Beggars for Life

There ought to be a law that children can’t beg after ten o’clock at night!  There ought to be another law that NGO’s can’t use children to beg for their funds.  

There is a fine line between children on the street begging for food or money, and children in orphanages taken around, like kids in the US on Halloween, begging for clothes for the pujos —  That line was crossed last night after ten, when three children and their orphanage director came looking for money for “watches, shirts, jeans, and shoes.”

I know these children.  I know their director.  I’ve helped them out financially before.  I stopped when I could not get any accountability.  I have been able to get some services for the children, but financially I have said no.  I keep saying no.  I keep being asked.  A week ago I said no.    Four days ago she came for money and I said no.    But last night she got me.  She brought the kids, holding their hands out, looking very sad as she had them do their begging act.  I gave her Rs. 1000, about $20, far less than she had demanded.  I did it for the boys, who know me as someone who helped them.  I took pity on them and that overruled my anger at her.  It was already after ten and they had at least an hour’s journey home, although she did say they still had another stop to make.

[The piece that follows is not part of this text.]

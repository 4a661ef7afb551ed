//! Terminal line charts of numeric columns

pub mod color;
pub mod render;
pub mod select;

These boys were beggars on the streets and in the rail stations, and now they beg for their orphanage.  This is their only achievement.  They don’t excel at sports because they have none.  They don’t excel at education because they have none.  They don’t excel at work because they have none.     This is the Indian government’s version of child protection and rehabilitation.  But it’s also a social and cultural pattern.

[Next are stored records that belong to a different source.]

//! `tabchart` is a CLI tool that reads tabular text from stdin and either prints it as records or plots
//! its numeric columns as a line chart in the terminal.
//!
//! `tabchart` reads CSV/TSV, a JSON array of objects, JSON lines, or tables rendered as text (markdown,
//! `psql` output, or box-drawn tables with borders).
//!
//! # Example usage:
//!
//! ## Charting
//! ```sh
//! # Plot every numeric column of a CSV
//! cat prices.csv | tabchart -f csv
//! # Plot one column against a date column, sorted by date
//! cat prices.csv | tabchart -f csv -x date -s close --sort
//! # Plot two columns of newline-delimited JSON, in red and blue, 60 points wide
//! cat metrics.jsonl | tabchart -f jsonl -s rx,tx -c red,blue -w 60
//! ```
//!
//! ## Rendered tables
//! ```sh
//! # `psql` output, the `(N rows)` trailer is skipped
//! psql -c 'select day, count(*) from visits group by day' | tabchart -f psql -x day
//! # Markdown tables, the `---|---` row below the header is skipped
//! cat README.md | tabchart -f md -o records
//! # Tables with an ASCII frame, e.g. the output of `mysql`
//! mysql -e 'select * from t' | tabchart -f ascii --borders --horizontal-separator -
//! ```
//!
//! ## Records
//! `-o records` prints each row as a JSON object keyed by the header, which is handy to check what
//! `tabchart` made of the input before charting it.
//! ```sh
//! # The first row is data, columns are named `col_0`, `col_1`, ...
//! cat /etc/passwd | tabchart -f csv -d ':' --no-headers -o records
//! ```
//!
//! # Design
//! Input is parsed in a single streaming pass. For text tables the stages are:
//! 1. Split the input into lines.
//! 2. With `--borders`, take the first line as the table border, drop every repeat of it and cut the
//!    outer delimiter off the remaining lines.
//! 3. Tokenize the lines on the delimiter with the `csv` crate, trimming the fields. Rendered tables skip
//!    rows that do not have as many fields as the first row, which removes rule lines such as
//!    `-----+-----` and trailers such as `(3 rows)`.
//! 4. Take the first row as the header (or name the columns `col_N`), drop rows made only of the
//!    horizontal separator character, and pair the remaining rows with the header.
//!
//! Records are printed as they are parsed. Charts need every record first, so the records are
//! collected, optionally sorted by the x-axis column, and each plotted column is converted to numbers.
//! Any value that is not a number ends the run with an error naming the row and column.

use anyhow::{Context, Result};
use clap::{ArgAction, Parser};
use runner::run;

use crate::config::{Format, OutputMode, RawConfig, resolve};

mod chart;
mod config;
mod limit;
mod parsers;
mod record;
mod runner;

/// `tabchart` reads tabular text from stdin and prints it as records or plots it as a line chart
#[derive(Debug, Parser)]
struct Args {
    /// The format of the incoming data
    #[arg(short, long, value_enum)]
    format: Format,
    /// Field delimiter (a single character, `\t` for tab). Defaults to `,` for csv and `|` for tables.
    #[arg(short, long, help_heading = "Parser")]
    delimiter: Option<String>,
    /// Quote character
    #[arg(long, help_heading = "Parser")]
    quote: Option<String>,
    /// Escape character inside quoted fields. Defaults to doubling the quote.
    #[arg(long, help_heading = "Parser")]
    escape: Option<String>,
    /// Lines starting with this character are ignored
    #[arg(long, help_heading = "Parser")]
    comment: Option<String>,
    /// Input encoding: utf8, ascii or latin1
    #[arg(long, help_heading = "Parser")]
    encoding: Option<String>,
    /// Trim whitespace around fields
    #[arg(long, help_heading = "Parser")]
    trim: bool,
    /// Trim whitespace before fields
    #[arg(long, help_heading = "Parser")]
    ltrim: bool,
    /// Trim whitespace after fields
    #[arg(long, help_heading = "Parser")]
    rtrim: bool,
    /// Skip empty lines
    #[arg(long, default_value_t = true, action = ArgAction::Set, help_heading = "Parser")]
    skip_empty_lines: bool,
    /// Skip rows that fail to parse instead of stopping with an error
    #[arg(long, help_heading = "Parser")]
    skip_lines_with_error: bool,
    /// The table has a border: the first line is repeated around it and rows start and end with the delimiter
    #[arg(long, help_heading = "Tables")]
    borders: bool,
    /// The first row is data. Columns are named `col_0`, `col_1`, ...
    #[arg(long, help_heading = "Tables")]
    no_headers: bool,
    /// Rows made only of this character are skipped (e.g. `-` for markdown)
    #[arg(long, help_heading = "Tables")]
    horizontal_separator: Option<String>,
    /// What to print
    #[arg(short, long, value_enum, default_value_t = OutputMode::Chart)]
    output: OutputMode,
    /// Column (name or zero-based index) holding the x-axis values
    #[arg(short, long, help_heading = "Chart")]
    x_axis: Option<String>,
    /// Columns (names or zero-based indices) to plot. Defaults to every numeric column.
    #[arg(short, long, value_delimiter = ',', help_heading = "Chart")]
    series: Vec<String>,
    /// Sort rows by the x-axis column
    #[arg(long, help_heading = "Chart")]
    sort: bool,
    /// Number of points to plot. Defaults to the terminal width.
    #[arg(short, long, help_heading = "Chart")]
    width: Option<usize>,
    /// Number of rows of the chart
    #[arg(short = 'H', long, help_heading = "Chart")]
    height: Option<usize>,
    /// Colors of the series, e.g. `red,lightblue`
    #[arg(short, long, value_delimiter = ',', help_heading = "Chart")]
    colors: Vec<String>,
    /// Maximum number of records to read
    #[arg(short = 'n', long)]
    limit: Option<usize>,
}

impl From<Args> for RawConfig {
    fn from(args: Args) -> Self {
        Self {
            format: args.format,
            delimiter: args.delimiter,
            quote: args.quote,
            escape: args.escape,
            comment: args.comment,
            encoding: args.encoding,
            trim: args.trim,
            ltrim: args.ltrim,
            rtrim: args.rtrim,
            skip_empty_lines: args.skip_empty_lines,
            skip_lines_with_error: args.skip_lines_with_error,
            borders: args.borders,
            headers: !args.no_headers,
            horizontal_separator: args.horizontal_separator,
            output: args.output,
            x_axis: args.x_axis,
            series: args.series,
            sort: args.sort,
            width: args.width,
            height: args.height,
            colors: args.colors,
            limit: args.limit,
        }
    }
}

/// Primary entrypoint for `tabchart`
fn main() -> Result<()> {
    env_logger::init();
    let args = Args::parse();
    let config = resolve(&args.into()).context("Invalid options")?;
    run(&config)
}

This is the season of extortion here.  Local “clubs” set up pandals, temporary temples to Goddess Durga.  These clubs raise money by assessing residents and asking for donations.    It’s one of the rules of life here that you do not say no, because people get killed that way.  There is never any accountability over that money either.  I’ve heard that the same goonda who demanded and got extortion money from me to open Shishur Sevay, also stole all the Puja money one year from his club.

But let’s come back to a central question, the difference between how India could take care of its orphan children and how India does take care of its orphan children.    Government homes receive funds from the State and the Central government, supposed to be 10% from the State, 90% from the Central Government, but the 90% doesn’t come until AFTER the State puts in 10%.  So, as is the case of West Bengal the State has not fulfilled its commitment, the 90% is not coming.   The people who run these homes are expected to raise the funds, hopefully from foreigners.  Foreigners have soft hearts and don’t like to see hungry or sick children.  It’s all a game because the people running these homes know from the start what to expect, know they will have to raise the money on their own.  So they become like government fund raisers, developing their networks to feed money into India to feed the Indian children India will not feed.

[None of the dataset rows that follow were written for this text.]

//! Picks the columns to plot and turns them into numeric series

use log::debug;
use serde_json::Value;
use thiserror::Error;

use crate::record::{Record, compare_values, display_value};

/// Errors when choosing or reading the columns to plot
#[derive(Debug, Error)]
pub enum SelectionError {
    #[error("No records found in input. Did the input contain any data?")]
    NoRecords,
    #[error("The first record has no columns")]
    NoColumns,
    #[error("Unknown column {reference:?}. Available columns: {}", .available.join(", "))]
    UnknownColumn {
        reference: String,
        available: Vec<String>,
    },
    #[error("No numeric columns to plot. Available columns: {}", .available.join(", "))]
    NoSeriesColumns { available: Vec<String> },
    #[error("Value {value:?} in row {row}, column {column:?} is not a number")]
    NonNumeric {
        row: usize,
        column: String,
        value: String,
    },
}

/// Which columns to plot and how to order the rows
#[derive(Debug, Default)]
pub struct SelectionOptions<'a> {
    /// Column (name or index) holding the x-axis values
    pub x_axis: Option<&'a str>,
    /// Columns (names or indices) to plot, in order. Empty selects every numeric column.
    pub series: &'a [String],
    /// Sort the rows by the x-axis
    pub sort: bool,
}

/// One column as numbers
#[derive(Debug, Clone, PartialEq)]
pub struct Series {
    pub name: String,
    pub values: Vec<f64>,
}

/// The series to plot, with the first and last x-axis labels when an x-axis was chosen
#[derive(Debug, Clone, PartialEq)]
pub struct Selection {
    pub series: Vec<Series>,
    pub x_labels: Option<(String, String)>,
}

/// Reads a value as a finite number: JSON numbers as is, strings if they parse
fn as_number(value: &Value) -> Option<f64> {
    let number = match value {
        Value::Number(n) => n.as_f64()?,
        Value::String(s) => s.trim().parse::<f64>().ok()?,
        _ => return None,
    };
    number.is_finite().then_some(number)
}

/// Resolves a column reference by exact name first, then as a zero-based index
fn resolve_column(reference: &str, columns: &[String]) -> Result<String, SelectionError> {
    if columns.iter().any(|c| c == reference) {
        return Ok(reference.to_string());
    }
    reference
        .parse::<usize>()
        .ok()
        .and_then(|idx| columns.get(idx))
        .cloned()
        .ok_or_else(|| SelectionError::UnknownColumn {
            reference: reference.to_string(),
            available: columns.to_vec(),
        })
}

fn x_label(record: Option<&Record>, column: &str) -> String {
    record
        .and_then(|r| r.get(column))
        .map(display_value)
        .unwrap_or_default()
}

/// Chooses the series to plot from all parsed records
pub fn select_series(
    mut records: Vec<Record>,
    options: &SelectionOptions,
) -> Result<Selection, SelectionError> {
    let first = records.first().ok_or(SelectionError::NoRecords)?;
    let columns: Vec<String> = first.keys().cloned().collect();
    if columns.is_empty() {
        return Err(SelectionError::NoColumns);
    }

    let mut candidates = columns.clone();
    let x_axis = match options.x_axis {
        Some(reference) => {
            let x_axis = resolve_column(reference, &columns)?;
            candidates.retain(|c| *c != x_axis);
            if options.sort {
                // stable, so rows with equal x values keep their order
                records.sort_by(|a, b| {
                    compare_values(
                        a.get(&x_axis).unwrap_or(&Value::Null),
                        b.get(&x_axis).unwrap_or(&Value::Null),
                    )
                });
            }
            Some(x_axis)
        }
        None => None,
    };

    let selected: Vec<String> = if options.series.is_empty() {
        let first = &records[0];
        candidates
            .into_iter()
            .filter(|c| first.get(c).and_then(as_number).is_some())
            .collect()
    } else {
        options
            .series
            .iter()
            .map(|reference| resolve_column(reference, &columns))
            .collect::<Result<_, _>>()?
    };
    if selected.is_empty() {
        return Err(SelectionError::NoSeriesColumns { available: columns });
    }
    debug!("Plotting columns {:?} against {:?}", selected, x_axis);

    let series = selected
        .into_iter()
        .map(|column| -> Result<Series, SelectionError> {
            let values = records
                .iter()
                .enumerate()
                .map(|(row, record)| {
                    let value = record.get(&column).unwrap_or(&Value::Null);
                    as_number(value).ok_or_else(|| SelectionError::NonNumeric {
                        row,
                        column: column.clone(),
                        value: display_value(value),
                    })
                })
                .collect::<Result<Vec<f64>, _>>()?;
            Ok(Series {
                name: column,
                values,
            })
        })
        .collect::<Result<Vec<_>, _>>()?;

    let x_labels = x_axis.map(|column| {
        (
            x_label(records.first(), &column),
            x_label(records.last(), &column),
        )
    });
    Ok(Selection { series, x_labels })
}

#[cfg(test)]
mod tests {
    use serde_json::json;

    use super::*;

    fn records(values: Value) -> Vec<Record> {
        match values {
            Value::Array(rows) => rows
                .into_iter()
                .map(|row| match row {
                    Value::Object(map) => map.into_iter().collect(),
                    other => panic!("Expected an object, got {other}"),
                })
                .collect(),
            other => panic!("Expected an array, got {other}"),
        }
    }

    fn sample() -> Vec<Record> {
        records(json!([
            {"date": "2021-03-01", "value": "3", "name": "c", "count": 30},
            {"date": "2021-01-01", "value": "1", "name": "a", "count": 10},
            {"date": "2021-02-01", "value": "2", "name": "b", "count": 20},
        ]))
    }

    fn series(name: &str, values: &[f64]) -> Series {
        Series {
            name: name.to_string(),
            values: values.to_vec(),
        }
    }

    #[test]
    fn test_auto_selects_numeric_columns() {
        let selection = select_series(sample(), &SelectionOptions::default()).unwrap();
        assert_eq!(
            selection,
            Selection {
                series: vec![series("value", &[3.0, 1.0, 2.0]), series("count", &[30.0, 10.0, 20.0])],
                x_labels: None,
            }
        );
    }

    #[test]
    fn test_sort_by_x_axis() {
        let options = SelectionOptions {
            x_axis: Some("date"),
            sort: true,
            ..Default::default()
        };
        let selection = select_series(sample(), &options).unwrap();
        assert_eq!(selection.series[0], series("value", &[1.0, 2.0, 3.0]));
        assert_eq!(
            selection.x_labels,
            Some(("2021-01-01".to_string(), "2021-03-01".to_string()))
        );
    }

    #[test]
    fn test_sort_is_stable() {
        let rows = records(json!([
            {"x": 2, "y": 1},
            {"x": 1, "y": 2},
            {"x": 2, "y": 3},
            {"x": 1, "y": 4},
        ]));
        let options = SelectionOptions {
            x_axis: Some("x"),
            sort: true,
            ..Default::default()
        };
        let selection = select_series(rows, &options).unwrap();
        assert_eq!(selection.series, vec![series("y", &[2.0, 4.0, 1.0, 3.0])]);
    }

    #[test]
    fn test_sort_by_nanosecond_timestamps() {
        let rows = records(json!([
            {"t": 1_700_000_000_000_000_001u64, "v": 1},
            {"t": 1_700_000_000_000_000_000u64, "v": 2},
        ]));
        let options = SelectionOptions {
            x_axis: Some("t"),
            sort: true,
            ..Default::default()
        };
        let selection = select_series(rows, &options).unwrap();
        assert_eq!(selection.series, vec![series("v", &[2.0, 1.0])]);
        assert_eq!(
            selection.x_labels,
            Some((
                "1700000000000000000".to_string(),
                "1700000000000000001".to_string()
            ))
        );
    }

    #[test]
    fn test_explicit_series_by_name_and_index() {
        let requested = vec!["count".to_string(), "1".to_string()];
        let options = SelectionOptions {
            x_axis: Some("0"),
            series: &requested,
            sort: false,
        };
        let selection = select_series(sample(), &options).unwrap();
        let names: Vec<_> = selection.series.iter().map(|s| s.name.as_str()).collect();
        assert_eq!(names, vec!["count", "value"]);
        assert_eq!(
            selection.x_labels,
            Some(("2021-03-01".to_string(), "2021-02-01".to_string()))
        );
    }

    #[test]
    fn test_unknown_columns() {
        let options = SelectionOptions {
            x_axis: Some("missing"),
            ..Default::default()
        };
        let err = select_series(sample(), &options).unwrap_err();
        assert!(matches!(err, SelectionError::UnknownColumn { .. }));
        assert!(err.to_string().contains("date, value, name, count"));

        let requested = vec!["9".to_string()];
        let options = SelectionOptions {
            series: &requested,
            ..Default::default()
        };
        assert!(matches!(
            select_series(sample(), &options),
            Err(SelectionError::UnknownColumn { .. })
        ));
    }

    #[test]
    fn test_empty_inputs() {
        assert!(matches!(
            select_series(Vec::new(), &SelectionOptions::default()),
            Err(SelectionError::NoRecords)
        ));
        assert!(matches!(
            select_series(vec![Record::new()], &SelectionOptions::default()),
            Err(SelectionError::NoColumns)
        ));
        let rows = records(json!([{"name": "a"}]));
        assert!(matches!(
            select_series(rows, &SelectionOptions::default()),
            Err(SelectionError::NoSeriesColumns { .. })
        ));
    }

    #[test]
    fn test_x_axis_is_not_a_series() {
        let rows = records(json!([{"x": 1, "y": 2}]));
        let options = SelectionOptions {
            x_axis: Some("x"),
            ..Default::default()
        };
        let selection = select_series(rows, &options).unwrap();
        assert_eq!(selection.series, vec![series("y", &[2.0])]);
    }

    #[test]
    fn test_non_numeric_value() {
        let rows = records(json!([
            {"value": "1"},
            {"value": "n/a"},
        ]));
        let err = select_series(rows, &SelectionOptions::default()).unwrap_err();
        match err {
            SelectionError::NonNumeric { row, column, value } => {
                assert_eq!(row, 1);
                assert_eq!(column, "value");
                assert_eq!(value, "n/a");
            }
            other => panic!("Expected a non-numeric error, got {other:?}"),
        }

        let rows = records(json!([{"value": "NaN"}]));
        assert!(select_series(rows, &SelectionOptions::default()).is_err());
    }
}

So you take the children who were begging on the street, all the better if they have disabilities, and put them into government homes where they can put these skills to better use, namely begging for the money that the government promises but doesn’t deliver.  When I adopted my infant daughter from Kolkata in 1984 I wondered what happened to the children who are not adopted.  The sad answer I’ve learned… not much good happens to them.

2 Comments (+add yours?)

  1. Arun Debnath
    Sep 24, 2012 @ 17:43:25

    This is ‘My Mother India’ today – sad! I think, “99.99% of us Indian are corrupt Choors – ignoring the UN’s superficial report of around 87% . And yes, that includes the Prime Minister. A leader is responsible for the people s/he controls and if those people behave as Sandhus so is the leader. Conversely if the leader protects the corrupted/choors and goondas so how can s/he be a Sandhu? If intellectual India can’t kill off the corruption it will be killed off by it as a nation. In the meantime, thank goodness we’ve real-life Mother Durgas [likes of Shishur Sevay] that we should worship.